A placebo is a treatment indistinguishable from the verum intervention in terms of appearance, taste, smell, etc. but without the presumptive “active” ingredient to exert any direct biological effect. The assumption is that any changes are due to the psychology of the recipient (e.g., expectations, assignment of meaning), or, perhaps to the natural course of the disease.37 A recent study found that telling people that one placebo pill cost much more than another identical placebo pill led to higher ratings of painalleviating effects, apparently on the basis of perceptions of effectiveness based on cost alone.8 Notably, studies suggest that there are no universal placebo responders in the population and that the size of the placebo effect varies greatly from study to study.9,10 Some researchers have even debated whether or not placebos are particularly powerful.1115

RCTs give us answers on idealized mechanism-specific treatments in idealized patients, as most trials only study uncomplicated patients with a single intervention versus placebo for a short period of time (typically 2 to 4 months).1619 RCT results help guide public health and policy decisions about whether or not to recommend and spend money on a treatment for a population with a particular allopathic diagnosis. A major limitation of applying RCT results to individual cases, even for drugs, is that the results provide group averages for the verum treatment versus placebo patients.
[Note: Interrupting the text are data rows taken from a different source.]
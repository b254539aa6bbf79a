//! Backend contract.

use crate::Result;
use crate::models::Database;

/// Contract shared by the physical persistence backends.
///
/// A backend owns the serialized form of a database under its own layout;
/// the [`Store`](crate::Store) facade decides which backend an operation is
/// routed to.
pub trait DatabaseBackend: Send + Sync {
    /// Loads `name`, or `None` when the backend holds no usable data for it.
    ///
    /// # Errors
    ///
    /// Returns an error when persisted data exists but cannot be read back.
    /// The facade demotes load errors to "no result".
    fn load(&self, name: &str) -> Result<Option<Database>>;

    /// Persists `db` under `name`.
    ///
    /// # Errors
    ///
    /// Returns an error when the snapshot cannot be written; export failures
    /// propagate to the caller.
    fn export(&self, name: &str, db: &Database) -> Result<()>;
}
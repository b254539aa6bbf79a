//! Connection registry for the `SQLite` backend.
//!
//! At most one connection per database name is tracked. A closed slot is a
//! tombstone: it is never reused, a fresh open replaces it.

use rusqlite::Connection;
use std::collections::HashMap;
use std::sync::{Mutex, MutexGuard};

/// State of one registered connection slot.
pub(crate) enum Slot {
    /// A live connection.
    Open(Connection),
    /// Tombstone left behind by `close`; exports against it are dropped.
    Closed,
}

/// Per-database-name map of `SQLite` connection slots.
///
/// The `Mutex` exists because `rusqlite::Connection` is not `Sync`; callers
/// are still responsible for serializing operations per database name.
#[derive(Default)]
pub(crate) struct ConnectionRegistry {
    slots: Mutex<HashMap<String, Slot>>,
}

impl ConnectionRegistry {
    /// Acquires the registry lock, recovering from poison.
    ///
    /// A panic inside an earlier critical section must not wedge every later
    /// store operation; the slot states themselves are still valid.
    pub fn lock(&self) -> MutexGuard<'_, HashMap<String, Slot>> {
        match self.slots.lock() {
            Ok(guard) => guard,
            Err(poisoned) => {
                tracing::warn!("connection registry mutex was poisoned, recovering");
                metrics::counter!("store_registry_poison_recovery_total").increment(1);
                poisoned.into_inner()
            },
        }
    }

    /// Registers an open connection for `name`, replacing any previous slot.
    pub fn register(&self, name: &str, conn: Connection) {
        self.lock().insert(name.to_string(), Slot::Open(conn));
    }

    /// Tombstones `name`, returning the connection if one was open.
    pub fn take_for_close(&self, name: &str) -> Option<Connection> {
        let mut slots = self.lock();
        if !matches!(slots.get(name), Some(Slot::Open(_))) {
            return None;
        }
        match slots.insert(name.to_string(), Slot::Closed) {
            Some(Slot::Open(conn)) => Some(conn),
            _ => None,
        }
    }
}
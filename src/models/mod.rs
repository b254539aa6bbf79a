//! Data models for stowage.
//!
//! The store never interprets document contents; it only reads and writes
//! the serialized form of these structures.

mod database;

pub use database::{Collection, Database};
pub(crate) use database::StoredDatabase;
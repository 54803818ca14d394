use eframe::egui::{self, Align2, Color32, FontId, RichText, Sense, Ui, Vec2};

use crate::analysis::correlation::CorrelationMatrix;
use crate::color;

const CELL: Vec2 = Vec2::new(92.0, 32.0);

// ---------------------------------------------------------------------------
// Correlation heatmap
// ---------------------------------------------------------------------------

/// Annotated grid of coefficients, coloured on a diverging scale.
pub fn correlation_heatmap(ui: &mut Ui, matrix: &CorrelationMatrix) {
    let fields = matrix.fields();

    egui::Grid::new("correlation_heatmap")
        .spacing([2.0, 2.0])
        .show(ui, |ui: &mut Ui| {
            ui.label("");
            for field in fields {
                ui.label(RichText::new(field.label()).small());
            }
            ui.end_row();

            for (i, row_field) in fields.iter().enumerate() {
                ui.label(RichText::new(row_field.label()).small());
                for (j, col_field) in fields.iter().enumerate() {
                    let (rect, response) = ui.allocate_exact_size(CELL, Sense::hover());

                    let (fill, text) = if i == j || matrix.is_defined(i, j) {
                        let r = matrix.get(i, j);
                        (color::coolwarm(r), format!("{r:.2}"))
                    } else {
                        (Color32::DARK_GRAY, "n/a".to_string())
                    };

                    let painter = ui.painter();
                    painter.rect_filled(rect, 2.0, fill);
                    painter.text(
                        rect.center(),
                        Align2::CENTER_CENTER,
                        text,
                        FontId::proportional(12.0),
                        color::contrast_text(fill),
                    );
                    response.on_hover_text(format!("{row_field} vs {col_field}"));
                }
                ui.end_row();
            }
        });

    if matrix.sample_size < 2 {
        ui.label(
            RichText::new(format!(
                "Only {} reading(s): coefficients are undefined.",
                matrix.sample_size
            ))
            .weak(),
        );
    }
}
Consequently, a clinician gains only limited guidance from the results of any RCT as to how to tailor treatment for a specific individual patient in the full context of the patient’s unique presentation, other concomitant conditions, other drugs and treatments, treatment preferences, capacity for compliance, and economic circumstances.20,21 Applying statistical averages to the possible outcomes of a given individual in real-world practice is a risky endeavor. Even for pharmaceutical drugs, conventional medicine is moving toward individualized or personalized medicine through frontier research in systems biology, looking for genetic patterns to predict which people will be potentially helped or hurt by a specific drug.2224

Many RCTs of “homeopathy” test a single remedy or a combination remedy for all patients with a given allopathic diagnosis.25 This design flaw ignores the way classical homeopaths actually practice, that is, by individualizing remedy choice to the unique and total clinical pattern that each patient presents, irrespective of allopathic diagnosis.26 Moreover, most RCTs give the homeopath one chance to choose the remedy for the duration of the study. Many homeopaths would admit that it can take them multiple interviews and feedback on responses from a patient to determine the true simillimum, i.e., multiple tries. Presumably, less experienced homeopaths are more likely to have to try more remedies before finding the “correct” one, but even seasoned masters admit that it can take more than one attempt to find the right remedy. With combinations, there is no guarantee that any of the constituents or standardized potencies will be correct for the particular individuals who happen to enter the study.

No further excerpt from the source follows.